• [Prompt]:
Every line containing the string "current" is to be copied from the records.
*****
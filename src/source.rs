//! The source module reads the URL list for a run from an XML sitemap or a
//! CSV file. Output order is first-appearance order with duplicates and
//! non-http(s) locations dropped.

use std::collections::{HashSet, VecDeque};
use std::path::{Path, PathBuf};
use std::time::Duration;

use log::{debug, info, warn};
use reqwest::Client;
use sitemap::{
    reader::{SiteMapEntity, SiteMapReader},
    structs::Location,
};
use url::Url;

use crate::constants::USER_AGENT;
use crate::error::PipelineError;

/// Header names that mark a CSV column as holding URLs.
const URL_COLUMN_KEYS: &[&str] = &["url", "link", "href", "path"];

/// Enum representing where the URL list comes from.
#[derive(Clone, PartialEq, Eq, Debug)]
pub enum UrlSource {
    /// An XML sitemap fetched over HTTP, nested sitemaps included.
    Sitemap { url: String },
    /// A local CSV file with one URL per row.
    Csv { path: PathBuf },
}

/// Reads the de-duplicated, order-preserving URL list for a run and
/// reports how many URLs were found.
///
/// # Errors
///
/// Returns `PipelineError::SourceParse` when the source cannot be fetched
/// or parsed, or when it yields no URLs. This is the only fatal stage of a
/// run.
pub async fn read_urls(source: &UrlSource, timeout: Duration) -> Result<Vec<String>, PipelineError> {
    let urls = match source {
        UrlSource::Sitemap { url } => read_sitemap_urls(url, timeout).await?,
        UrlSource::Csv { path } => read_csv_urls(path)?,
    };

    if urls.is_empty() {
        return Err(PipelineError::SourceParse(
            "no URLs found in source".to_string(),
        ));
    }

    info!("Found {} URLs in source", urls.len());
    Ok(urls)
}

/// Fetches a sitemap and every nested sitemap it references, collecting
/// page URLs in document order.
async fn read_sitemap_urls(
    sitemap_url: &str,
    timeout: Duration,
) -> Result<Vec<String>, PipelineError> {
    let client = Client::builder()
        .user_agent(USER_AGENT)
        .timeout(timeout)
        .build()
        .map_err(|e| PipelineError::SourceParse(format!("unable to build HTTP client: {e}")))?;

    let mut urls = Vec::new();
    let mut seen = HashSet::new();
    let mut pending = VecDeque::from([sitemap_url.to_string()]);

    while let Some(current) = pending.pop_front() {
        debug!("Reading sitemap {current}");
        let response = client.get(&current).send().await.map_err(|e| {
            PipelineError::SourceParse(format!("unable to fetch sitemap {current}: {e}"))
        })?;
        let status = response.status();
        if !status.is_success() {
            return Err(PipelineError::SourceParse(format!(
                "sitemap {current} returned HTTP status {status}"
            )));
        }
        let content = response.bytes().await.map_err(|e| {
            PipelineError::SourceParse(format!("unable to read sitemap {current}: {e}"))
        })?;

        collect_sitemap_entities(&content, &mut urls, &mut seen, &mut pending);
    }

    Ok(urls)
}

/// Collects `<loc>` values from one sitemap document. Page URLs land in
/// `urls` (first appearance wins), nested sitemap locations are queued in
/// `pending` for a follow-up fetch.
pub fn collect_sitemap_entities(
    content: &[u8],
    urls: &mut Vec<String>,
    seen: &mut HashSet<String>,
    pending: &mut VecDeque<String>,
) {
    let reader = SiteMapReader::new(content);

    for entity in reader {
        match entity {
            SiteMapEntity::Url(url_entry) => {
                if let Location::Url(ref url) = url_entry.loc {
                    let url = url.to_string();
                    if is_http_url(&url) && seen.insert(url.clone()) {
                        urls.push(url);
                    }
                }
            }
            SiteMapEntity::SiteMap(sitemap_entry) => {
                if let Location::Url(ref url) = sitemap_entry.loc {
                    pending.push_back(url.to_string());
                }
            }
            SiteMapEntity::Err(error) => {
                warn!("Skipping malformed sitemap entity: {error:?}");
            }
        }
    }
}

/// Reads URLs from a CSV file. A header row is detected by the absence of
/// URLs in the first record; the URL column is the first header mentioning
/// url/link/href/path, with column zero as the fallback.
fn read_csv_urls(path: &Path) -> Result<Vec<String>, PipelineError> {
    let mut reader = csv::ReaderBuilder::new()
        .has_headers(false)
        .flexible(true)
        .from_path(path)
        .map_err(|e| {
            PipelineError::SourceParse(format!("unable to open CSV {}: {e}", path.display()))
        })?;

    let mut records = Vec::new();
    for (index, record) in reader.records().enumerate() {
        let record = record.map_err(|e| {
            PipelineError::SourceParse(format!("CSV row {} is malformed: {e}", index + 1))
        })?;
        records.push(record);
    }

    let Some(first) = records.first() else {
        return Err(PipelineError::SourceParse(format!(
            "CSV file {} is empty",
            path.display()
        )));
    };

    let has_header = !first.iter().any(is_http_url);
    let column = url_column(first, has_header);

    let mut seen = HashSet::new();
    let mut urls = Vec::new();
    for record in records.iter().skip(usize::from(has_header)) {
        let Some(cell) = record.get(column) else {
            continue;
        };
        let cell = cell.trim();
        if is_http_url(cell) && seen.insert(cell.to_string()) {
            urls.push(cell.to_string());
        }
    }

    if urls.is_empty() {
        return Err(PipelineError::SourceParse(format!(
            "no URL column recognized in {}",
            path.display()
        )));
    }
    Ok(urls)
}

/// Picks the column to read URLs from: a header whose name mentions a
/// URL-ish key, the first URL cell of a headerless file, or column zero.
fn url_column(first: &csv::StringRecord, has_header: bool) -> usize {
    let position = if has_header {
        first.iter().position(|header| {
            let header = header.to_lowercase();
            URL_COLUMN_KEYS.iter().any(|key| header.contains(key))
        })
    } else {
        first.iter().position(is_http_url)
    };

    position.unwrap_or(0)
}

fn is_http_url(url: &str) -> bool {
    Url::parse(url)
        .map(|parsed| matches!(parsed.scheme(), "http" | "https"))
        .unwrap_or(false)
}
*****
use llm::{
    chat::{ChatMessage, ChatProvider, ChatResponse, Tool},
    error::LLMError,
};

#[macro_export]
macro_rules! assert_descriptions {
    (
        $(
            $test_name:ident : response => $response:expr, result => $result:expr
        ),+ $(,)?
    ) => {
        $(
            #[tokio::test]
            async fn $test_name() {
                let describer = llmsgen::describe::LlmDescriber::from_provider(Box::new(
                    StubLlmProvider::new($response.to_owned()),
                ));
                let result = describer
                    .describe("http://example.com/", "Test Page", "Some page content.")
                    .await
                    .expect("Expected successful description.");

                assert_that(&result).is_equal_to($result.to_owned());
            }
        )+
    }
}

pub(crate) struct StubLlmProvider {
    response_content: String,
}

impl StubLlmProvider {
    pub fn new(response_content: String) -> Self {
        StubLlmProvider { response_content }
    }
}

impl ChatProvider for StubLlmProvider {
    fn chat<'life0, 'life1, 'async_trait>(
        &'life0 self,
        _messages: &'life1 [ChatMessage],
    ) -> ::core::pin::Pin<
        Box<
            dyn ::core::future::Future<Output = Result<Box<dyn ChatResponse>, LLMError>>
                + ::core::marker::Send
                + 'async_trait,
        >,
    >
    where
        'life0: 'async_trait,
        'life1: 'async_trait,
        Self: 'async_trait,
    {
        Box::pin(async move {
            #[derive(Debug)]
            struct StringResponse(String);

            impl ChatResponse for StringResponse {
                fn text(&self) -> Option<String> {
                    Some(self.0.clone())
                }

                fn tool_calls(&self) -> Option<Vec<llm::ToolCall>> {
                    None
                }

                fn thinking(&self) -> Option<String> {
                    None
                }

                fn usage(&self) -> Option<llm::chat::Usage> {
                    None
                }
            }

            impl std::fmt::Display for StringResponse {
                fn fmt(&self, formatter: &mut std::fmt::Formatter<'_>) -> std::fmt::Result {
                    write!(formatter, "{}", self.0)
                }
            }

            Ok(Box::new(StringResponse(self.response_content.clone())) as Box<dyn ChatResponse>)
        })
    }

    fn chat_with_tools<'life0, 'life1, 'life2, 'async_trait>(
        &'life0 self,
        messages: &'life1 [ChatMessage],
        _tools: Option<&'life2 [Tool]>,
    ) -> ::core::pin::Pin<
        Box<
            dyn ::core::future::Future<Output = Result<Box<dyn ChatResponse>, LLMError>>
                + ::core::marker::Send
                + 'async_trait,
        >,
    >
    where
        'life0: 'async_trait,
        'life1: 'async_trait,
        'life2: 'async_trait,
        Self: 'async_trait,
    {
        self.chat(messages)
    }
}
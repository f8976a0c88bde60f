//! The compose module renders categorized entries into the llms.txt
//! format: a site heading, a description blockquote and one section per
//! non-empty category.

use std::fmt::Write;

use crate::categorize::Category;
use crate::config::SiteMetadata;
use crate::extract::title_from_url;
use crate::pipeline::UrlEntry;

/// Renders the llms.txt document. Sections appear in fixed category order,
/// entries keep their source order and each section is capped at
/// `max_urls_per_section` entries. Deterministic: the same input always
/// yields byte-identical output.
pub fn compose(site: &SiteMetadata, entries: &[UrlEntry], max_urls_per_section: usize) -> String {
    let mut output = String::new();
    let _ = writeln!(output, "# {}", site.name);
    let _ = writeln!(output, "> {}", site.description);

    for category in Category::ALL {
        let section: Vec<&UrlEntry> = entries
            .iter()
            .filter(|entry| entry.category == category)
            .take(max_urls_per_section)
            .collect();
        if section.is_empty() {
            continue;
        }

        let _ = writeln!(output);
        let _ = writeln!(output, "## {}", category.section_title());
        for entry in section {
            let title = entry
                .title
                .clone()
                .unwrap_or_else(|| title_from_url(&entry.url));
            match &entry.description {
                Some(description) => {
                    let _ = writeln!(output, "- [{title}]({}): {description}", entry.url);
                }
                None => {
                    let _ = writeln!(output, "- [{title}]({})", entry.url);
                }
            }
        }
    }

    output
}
*****
• [Solution to the problem]:
    while let Some(current) = pending.pop_front() {
        debug!("Reading sitemap {current}");
        let response = client.get(&current).send().await.map_err(|e| {
            PipelineError::SourceParse(format!("unable to fetch sitemap {current}: {e}"))
                "sitemap {current} returned HTTP status {status}"
            PipelineError::SourceParse(format!("unable to read sitemap {current}: {e}"))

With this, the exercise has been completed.